### Exercise description
If a line in the material below has the word "with", copy it.

### Supplied records
----------

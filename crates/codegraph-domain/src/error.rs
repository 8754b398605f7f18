//! Domain error taxonomy.
//!
//! Mirrors the propagation policy of the pipeline: most errors are recovered
//! locally by the caller (a stage logs and skips one file, one batch, one
//! LLM call) and only a narrow set of variants are meant to abort a run —
//! see [`Error::is_fatal`].

use thiserror::Error;

/// Result type alias for operations that can fail with a domain [`Error`].
pub type Result<T> = std::result::Result<T, Error>;

/// Main error type shared across the indexing pipeline.
#[derive(Error, Debug)]
pub enum Error {
    /// The scan root does not exist or is not a directory. Fatal only at the
    /// CLI boundary.
    #[error("scan error: {message}")]
    Scan {
        /// Description of the failure.
        message: String,
    },

    /// A single file failed to parse. Recovered locally: the file is logged
    /// and skipped, the pipeline continues.
    #[error("parse error in {path}: {message}")]
    Parse {
        /// Path of the file that failed to parse.
        path: String,
        /// Description of the failure.
        message: String,
    },

    /// A graph-store operation failed. Batched writes recover by clearing
    /// the failed buffer and continuing.
    #[error("graph store error: {message}")]
    Graph {
        /// Description of the failure.
        message: String,
        /// Optional underlying error.
        #[source]
        source: Option<Box<dyn std::error::Error + Send + Sync>>,
    },

    /// A vector-store operation failed.
    #[error("vector store error: {message}")]
    VectorStore {
        /// Description of the failure.
        message: String,
        /// Optional underlying error.
        #[source]
        source: Option<Box<dyn std::error::Error + Send + Sync>>,
    },

    /// A relational-store (Postgres) operation failed.
    #[error("relational store error: {message}")]
    Postgres {
        /// Description of the failure.
        message: String,
        /// Optional underlying error.
        #[source]
        source: Option<Box<dyn std::error::Error + Send + Sync>>,
    },

    /// An LLM provider call failed permanently (after retries). Yields an
    /// empty summary or a null drift result — never aborts the pipeline.
    #[error("LLM provider error: {message}")]
    Llm {
        /// Description of the failure.
        message: String,
    },

    /// An LLM provider call failed due to rate limiting. Retried with
    /// exponential back-off by the caller; see [`crate::constants::retry`].
    #[error("LLM rate limit: {message}")]
    RateLimit {
        /// Description of the failure.
        message: String,
    },

    /// A stage could not make progress at all (e.g. the graph store is
    /// unreachable at stage entry). Aborts the pipeline.
    #[error("indexing error: {message}")]
    Indexing {
        /// Description of the failure.
        message: String,
    },

    /// Surfaced to the caller of the query engine; does not affect
    /// indexing.
    #[error("query error: {message}")]
    Query {
        /// Description of the failure.
        message: String,
    },

    /// Surfaced to the caller of the metadata generator; does not affect
    /// indexing.
    #[error("metadata error: {message}")]
    Metadata {
        /// Description of the failure.
        message: String,
    },

    /// Configuration is missing or invalid at startup. Fatal.
    #[error("configuration error: {message}")]
    Config {
        /// Description of the failure.
        message: String,
    },

    /// A resource was not found.
    #[error("not found: {resource}")]
    NotFound {
        /// The resource that was not found.
        resource: String,
    },

    /// An invalid argument was supplied to a domain operation.
    #[error("invalid argument: {message}")]
    InvalidArgument {
        /// Description of the invalid argument.
        message: String,
    },

    /// I/O failure.
    #[error("I/O error: {0}")]
    Io(#[from] std::io::Error),

    /// JSON (de)serialization failure.
    #[error("JSON error: {0}")]
    Json(#[from] serde_json::Error),
}

impl Error {
    /// Construct a [`Error::Scan`].
    pub fn scan<S: Into<String>>(message: S) -> Self {
        Self::Scan {
            message: message.into(),
        }
    }

    /// Construct a [`Error::Parse`].
    pub fn parse<S: Into<String>>(path: S, message: S) -> Self {
        Self::Parse {
            path: path.into(),
            message: message.into(),
        }
    }

    /// Construct a [`Error::Graph`] with no source.
    pub fn graph<S: Into<String>>(message: S) -> Self {
        Self::Graph {
            message: message.into(),
            source: None,
        }
    }

    /// Construct a [`Error::VectorStore`] with no source.
    pub fn vector_store<S: Into<String>>(message: S) -> Self {
        Self::VectorStore {
            message: message.into(),
            source: None,
        }
    }

    /// Construct a [`Error::Postgres`] with no source.
    pub fn postgres<S: Into<String>>(message: S) -> Self {
        Self::Postgres {
            message: message.into(),
            source: None,
        }
    }

    /// Construct a [`Error::Llm`].
    pub fn llm<S: Into<String>>(message: S) -> Self {
        Self::Llm {
            message: message.into(),
        }
    }

    /// Construct a [`Error::RateLimit`].
    pub fn rate_limit<S: Into<String>>(message: S) -> Self {
        Self::RateLimit {
            message: message.into(),
        }
    }

    /// Construct a [`Error::Indexing`].
    pub fn indexing<S: Into<String>>(message: S) -> Self {
        Self::Indexing {
            message: message.into(),
        }
    }

    /// Construct a [`Error::Metadata`].
    pub fn metadata<S: Into<String>>(message: S) -> Self {
        Self::Metadata {
            message: message.into(),
        }
    }

    /// Construct a [`Error::NotFound`].
    pub fn not_found<S: Into<String>>(resource: S) -> Self {
        Self::NotFound {
            resource: resource.into(),
        }
    }

    /// Construct a [`Error::InvalidArgument`].
    pub fn invalid_argument<S: Into<String>>(message: S) -> Self {
        Self::InvalidArgument {
            message: message.into(),
        }
    }

    /// Detect a rate-limit condition from a provider error message using the
    /// substring heuristic from the pipeline's error handling design:
    /// `"rate"|"limit"|"429"|"overloaded"`.
    #[must_use]
    pub fn looks_like_rate_limit(message: &str) -> bool {
        let lower = message.to_lowercase();
        ["rate", "limit", "429", "overloaded"]
            .iter()
            .any(|needle| lower.contains(needle))
    }

    /// Whether this error promotes to a fatal, pipeline-aborting condition.
    ///
    /// Per the propagation policy, only missing configuration, an
    /// unreachable graph store at stage entry, and [`Error::Indexing`] are
    /// promoted; every other variant is recovered locally by its caller.
    #[must_use]
    pub fn is_fatal(&self) -> bool {
        matches!(self, Self::Config { .. } | Self::Indexing { .. })
    }
}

----------

### Result for this exercise
/// Result type alias for operations that can fail with a domain [`Error`].
    /// An LLM provider call failed due to rate limiting. Retried with
    /// Construct a [`Error::Graph`] with no source.
    /// Construct a [`Error::VectorStore`] with no source.
    /// Construct a [`Error::Postgres`] with no source.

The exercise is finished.